## To do
Pull each line containing "NewUser" from the data.

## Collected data
*-*-*

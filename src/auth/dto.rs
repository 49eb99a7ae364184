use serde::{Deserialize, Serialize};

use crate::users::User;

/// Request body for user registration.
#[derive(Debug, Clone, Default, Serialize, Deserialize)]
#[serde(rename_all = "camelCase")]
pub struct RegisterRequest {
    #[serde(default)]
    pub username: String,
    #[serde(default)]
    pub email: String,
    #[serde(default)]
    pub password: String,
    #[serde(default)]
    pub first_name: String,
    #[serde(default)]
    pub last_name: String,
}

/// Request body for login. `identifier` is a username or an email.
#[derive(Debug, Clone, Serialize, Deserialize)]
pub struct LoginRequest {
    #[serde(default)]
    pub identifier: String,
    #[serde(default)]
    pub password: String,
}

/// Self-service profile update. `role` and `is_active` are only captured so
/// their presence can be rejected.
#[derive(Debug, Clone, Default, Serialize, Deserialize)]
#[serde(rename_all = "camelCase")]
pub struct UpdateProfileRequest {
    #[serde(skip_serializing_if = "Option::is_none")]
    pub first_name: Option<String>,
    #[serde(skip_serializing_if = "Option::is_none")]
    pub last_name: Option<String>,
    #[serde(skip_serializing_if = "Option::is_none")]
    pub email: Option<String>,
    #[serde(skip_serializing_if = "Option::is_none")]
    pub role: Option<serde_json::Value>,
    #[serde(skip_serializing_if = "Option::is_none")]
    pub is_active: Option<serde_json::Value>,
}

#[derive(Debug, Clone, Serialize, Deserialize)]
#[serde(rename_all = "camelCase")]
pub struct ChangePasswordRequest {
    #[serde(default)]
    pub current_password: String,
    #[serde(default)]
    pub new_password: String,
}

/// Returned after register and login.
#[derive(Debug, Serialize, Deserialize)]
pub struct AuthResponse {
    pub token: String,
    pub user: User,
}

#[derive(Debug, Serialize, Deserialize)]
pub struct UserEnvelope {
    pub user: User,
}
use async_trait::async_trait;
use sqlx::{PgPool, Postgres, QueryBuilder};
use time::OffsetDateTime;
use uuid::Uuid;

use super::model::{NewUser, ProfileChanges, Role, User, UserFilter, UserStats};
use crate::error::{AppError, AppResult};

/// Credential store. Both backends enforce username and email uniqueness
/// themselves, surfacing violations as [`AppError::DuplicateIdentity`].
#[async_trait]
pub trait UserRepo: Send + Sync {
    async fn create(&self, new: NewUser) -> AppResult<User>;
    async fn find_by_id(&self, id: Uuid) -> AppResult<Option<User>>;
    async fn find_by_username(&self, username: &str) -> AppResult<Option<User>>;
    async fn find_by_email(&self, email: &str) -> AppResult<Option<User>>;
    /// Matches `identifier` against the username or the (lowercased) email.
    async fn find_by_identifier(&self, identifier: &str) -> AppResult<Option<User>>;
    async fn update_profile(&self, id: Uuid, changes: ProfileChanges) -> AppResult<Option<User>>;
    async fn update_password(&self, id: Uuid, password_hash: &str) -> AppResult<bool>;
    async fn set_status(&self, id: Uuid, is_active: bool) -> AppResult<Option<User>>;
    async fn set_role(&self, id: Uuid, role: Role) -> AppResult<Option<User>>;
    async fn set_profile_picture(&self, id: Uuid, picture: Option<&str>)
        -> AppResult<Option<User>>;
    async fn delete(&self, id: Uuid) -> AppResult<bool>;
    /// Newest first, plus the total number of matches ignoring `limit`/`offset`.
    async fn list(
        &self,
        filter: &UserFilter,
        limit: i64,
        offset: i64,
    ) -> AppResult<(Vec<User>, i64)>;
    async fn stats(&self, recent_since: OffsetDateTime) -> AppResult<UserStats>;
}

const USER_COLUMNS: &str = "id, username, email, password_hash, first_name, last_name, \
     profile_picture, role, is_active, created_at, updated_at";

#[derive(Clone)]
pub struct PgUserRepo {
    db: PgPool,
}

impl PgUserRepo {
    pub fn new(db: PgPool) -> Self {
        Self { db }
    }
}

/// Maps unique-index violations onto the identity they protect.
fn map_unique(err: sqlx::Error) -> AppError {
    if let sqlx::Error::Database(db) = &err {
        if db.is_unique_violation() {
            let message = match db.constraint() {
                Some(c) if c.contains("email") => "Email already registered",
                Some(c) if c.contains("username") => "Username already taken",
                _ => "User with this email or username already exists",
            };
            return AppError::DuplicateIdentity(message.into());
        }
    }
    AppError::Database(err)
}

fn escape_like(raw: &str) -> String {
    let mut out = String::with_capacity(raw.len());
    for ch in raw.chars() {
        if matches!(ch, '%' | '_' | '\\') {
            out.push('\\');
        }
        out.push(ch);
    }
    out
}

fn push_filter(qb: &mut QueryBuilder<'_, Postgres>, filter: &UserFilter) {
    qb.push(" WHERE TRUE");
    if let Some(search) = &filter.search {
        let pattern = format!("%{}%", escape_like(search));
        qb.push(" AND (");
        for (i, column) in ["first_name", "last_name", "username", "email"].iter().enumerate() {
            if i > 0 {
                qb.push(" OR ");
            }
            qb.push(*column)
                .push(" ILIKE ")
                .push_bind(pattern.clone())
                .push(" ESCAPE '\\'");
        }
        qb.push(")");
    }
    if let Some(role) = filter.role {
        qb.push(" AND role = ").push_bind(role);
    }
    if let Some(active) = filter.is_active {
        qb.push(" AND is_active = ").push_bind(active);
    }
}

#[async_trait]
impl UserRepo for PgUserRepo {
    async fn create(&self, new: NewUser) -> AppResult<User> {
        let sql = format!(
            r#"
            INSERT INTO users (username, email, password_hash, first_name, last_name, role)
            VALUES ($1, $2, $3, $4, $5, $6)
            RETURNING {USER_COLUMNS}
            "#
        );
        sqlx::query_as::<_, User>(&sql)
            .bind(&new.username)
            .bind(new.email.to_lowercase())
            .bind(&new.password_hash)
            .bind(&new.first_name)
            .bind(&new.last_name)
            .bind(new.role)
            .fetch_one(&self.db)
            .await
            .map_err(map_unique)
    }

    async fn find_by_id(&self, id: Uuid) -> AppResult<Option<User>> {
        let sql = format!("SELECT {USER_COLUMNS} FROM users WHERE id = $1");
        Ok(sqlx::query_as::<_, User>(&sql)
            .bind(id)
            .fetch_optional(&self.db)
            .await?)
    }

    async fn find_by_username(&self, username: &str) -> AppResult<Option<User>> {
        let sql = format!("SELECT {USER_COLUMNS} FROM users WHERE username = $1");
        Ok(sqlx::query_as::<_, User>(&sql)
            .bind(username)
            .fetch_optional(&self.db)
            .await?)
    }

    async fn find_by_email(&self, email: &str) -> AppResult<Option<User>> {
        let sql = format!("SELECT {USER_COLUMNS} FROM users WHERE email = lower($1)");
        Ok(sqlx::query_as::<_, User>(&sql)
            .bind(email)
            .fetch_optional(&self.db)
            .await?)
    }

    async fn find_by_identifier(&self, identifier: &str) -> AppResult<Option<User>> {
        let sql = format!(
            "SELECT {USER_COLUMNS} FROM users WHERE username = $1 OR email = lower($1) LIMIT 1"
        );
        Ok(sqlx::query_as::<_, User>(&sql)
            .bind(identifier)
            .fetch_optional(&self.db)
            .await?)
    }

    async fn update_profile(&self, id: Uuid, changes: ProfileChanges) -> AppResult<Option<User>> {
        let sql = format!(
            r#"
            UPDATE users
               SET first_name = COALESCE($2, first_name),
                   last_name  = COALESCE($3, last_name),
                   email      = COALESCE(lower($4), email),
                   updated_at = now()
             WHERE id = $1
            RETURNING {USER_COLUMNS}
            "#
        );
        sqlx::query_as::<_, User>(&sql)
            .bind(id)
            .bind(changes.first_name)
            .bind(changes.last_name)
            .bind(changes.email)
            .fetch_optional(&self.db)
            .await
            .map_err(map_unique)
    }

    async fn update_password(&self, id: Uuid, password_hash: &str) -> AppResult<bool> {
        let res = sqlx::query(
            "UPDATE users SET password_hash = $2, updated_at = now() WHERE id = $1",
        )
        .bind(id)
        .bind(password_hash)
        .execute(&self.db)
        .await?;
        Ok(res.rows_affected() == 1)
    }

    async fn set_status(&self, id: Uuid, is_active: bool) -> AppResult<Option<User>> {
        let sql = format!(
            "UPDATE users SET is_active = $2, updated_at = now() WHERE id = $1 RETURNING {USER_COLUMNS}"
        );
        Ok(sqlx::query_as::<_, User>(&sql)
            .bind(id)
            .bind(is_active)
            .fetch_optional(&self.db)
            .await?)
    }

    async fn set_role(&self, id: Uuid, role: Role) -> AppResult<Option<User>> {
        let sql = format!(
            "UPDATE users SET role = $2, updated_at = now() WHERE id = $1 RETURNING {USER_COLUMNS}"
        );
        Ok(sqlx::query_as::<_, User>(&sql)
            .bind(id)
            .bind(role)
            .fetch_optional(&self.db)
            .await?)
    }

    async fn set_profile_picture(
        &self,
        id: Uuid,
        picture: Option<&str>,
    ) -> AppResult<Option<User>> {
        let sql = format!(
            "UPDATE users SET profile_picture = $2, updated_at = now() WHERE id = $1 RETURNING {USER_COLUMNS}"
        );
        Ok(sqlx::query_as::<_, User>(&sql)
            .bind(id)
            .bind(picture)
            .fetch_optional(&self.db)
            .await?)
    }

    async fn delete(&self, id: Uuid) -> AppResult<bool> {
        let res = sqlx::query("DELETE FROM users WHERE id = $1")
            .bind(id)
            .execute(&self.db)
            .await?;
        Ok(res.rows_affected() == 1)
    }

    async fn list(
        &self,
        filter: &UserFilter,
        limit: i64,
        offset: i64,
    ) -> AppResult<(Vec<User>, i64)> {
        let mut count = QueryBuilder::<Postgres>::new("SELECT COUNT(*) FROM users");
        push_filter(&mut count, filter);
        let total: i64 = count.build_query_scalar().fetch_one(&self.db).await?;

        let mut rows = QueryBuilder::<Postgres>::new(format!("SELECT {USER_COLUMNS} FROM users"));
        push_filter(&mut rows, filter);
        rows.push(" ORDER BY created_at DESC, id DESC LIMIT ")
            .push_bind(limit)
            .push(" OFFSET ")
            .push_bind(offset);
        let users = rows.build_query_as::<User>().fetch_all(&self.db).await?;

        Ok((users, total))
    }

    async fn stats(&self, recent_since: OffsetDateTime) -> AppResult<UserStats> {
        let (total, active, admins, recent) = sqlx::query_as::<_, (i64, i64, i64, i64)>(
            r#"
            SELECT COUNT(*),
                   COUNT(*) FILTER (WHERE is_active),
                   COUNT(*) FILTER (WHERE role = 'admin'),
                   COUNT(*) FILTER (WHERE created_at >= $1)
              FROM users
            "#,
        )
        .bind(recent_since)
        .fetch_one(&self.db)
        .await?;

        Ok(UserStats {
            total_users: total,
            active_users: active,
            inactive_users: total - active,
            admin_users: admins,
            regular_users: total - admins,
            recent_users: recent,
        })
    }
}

*-*-*

## Task solution
use super::model::{NewUser, ProfileChanges, Role, User, UserFilter, UserStats};
    async fn create(&self, new: NewUser) -> AppResult<User>;
    async fn create(&self, new: NewUser) -> AppResult<User> {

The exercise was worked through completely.